**Directions for this task:**
Lines holding the string "debug" are the ones to copy from this listing.
- Opening Delimiter -
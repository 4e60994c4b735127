//! File and environment layering against the real filesystem and process
//! environment.

use std::io::Write;

use keystone_config::{ConfigError, ConfigLoader, LogFormat};
use tempfile::{Builder, NamedTempFile};

fn file_with(suffix: &str, content: &str) -> NamedTempFile {
    let mut file = Builder::new().suffix(suffix).tempfile().unwrap();
    file.write_all(content.as_bytes()).unwrap();
    file
}

#[test]
fn test_toml_file_then_json_file() {
    let toml = file_with(
        ".toml",
        r#"
        [server]
        addr = "127.0.0.1:4000"
        request_timeout_ms = 1500

        [logging]
        format = "pretty"
        "#,
    );
    let json = file_with(".json", r#"{"server": {"request_timeout_ms": 2500}}"#);

    let config = ConfigLoader::new()
        .with_file(toml.path())
        .unwrap()
        .with_file(json.path())
        .unwrap()
        .load()
        .unwrap();

    assert_eq!(config.server.addr, "127.0.0.1:4000");
    assert_eq!(config.server.request_timeout_ms, 2500);
    assert_eq!(config.logging.format, LogFormat::Pretty);
}

#[test]
fn test_malformed_toml_file() {
    let file = file_with(".toml", "[server\naddr = ");
    let err = ConfigLoader::new().with_file(file.path()).unwrap_err();
    assert!(matches!(err, ConfigError::TomlError(_)));
}

#[test]
fn test_unknown_extension() {
    let file = file_with(".ini", "addr=1");
    let err = ConfigLoader::new().with_file(file.path()).unwrap_err();
    assert!(matches!(err, ConfigError::UnsupportedFormat(ext) if ext == "ini"));
}

#[test]
fn test_env_overrides_file() {
    let file = file_with(".toml", "[server]\naddr = \"127.0.0.1:4000\"\n[errors]\ninternal_message = \"from file\"");
    std::env::set_var("KSCFGTEST__SERVER__ADDR", "127.0.0.1:5000");
    std::env::set_var("KSCFGTEST__LOGGING__LEVEL", "debug");

    let config = ConfigLoader::new()
        .with_file(file.path())
        .unwrap()
        .with_env_prefix("kscfgtest")
        .load()
        .unwrap();

    std::env::remove_var("KSCFGTEST__SERVER__ADDR");
    std::env::remove_var("KSCFGTEST__LOGGING__LEVEL");

    assert_eq!(config.server.addr, "127.0.0.1:5000");
    assert_eq!(config.logging.level, "debug");
    assert_eq!(config.errors.internal_message, "from file");
}

#[test]
fn test_invalid_env_value_fails() {
    std::env::set_var("KSBADTEST__SERVER__REQUEST_TIMEOUT_MS", "soon");
    let result = ConfigLoader::new().with_env_prefix("KSBADTEST").load();
    std::env::remove_var("KSBADTEST__SERVER__REQUEST_TIMEOUT_MS");

    assert!(matches!(result, Err(ConfigError::EnvParseError { var, .. }) if var == "KSBADTEST__SERVER__REQUEST_TIMEOUT_MS"));
}

#[test]
fn test_dotenv_file_feeds_env_overrides() {
    let dotenv = file_with(".env", "KSDOTENVTEST__ERRORS__INTERNAL_MESSAGE=\"Try again later\"\n");

    let config = ConfigLoader::new()
        .with_dotenv_file(dotenv.path())
        .unwrap()
        .with_env_prefix("KSDOTENVTEST")
        .load()
        .unwrap();

    assert_eq!(config.errors.internal_message, "Try again later");
}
- Closing Delimiter -
**Task output:**
    std::env::set_var("KSCFGTEST__LOGGING__LEVEL", "debug");
    assert_eq!(config.logging.level, "debug");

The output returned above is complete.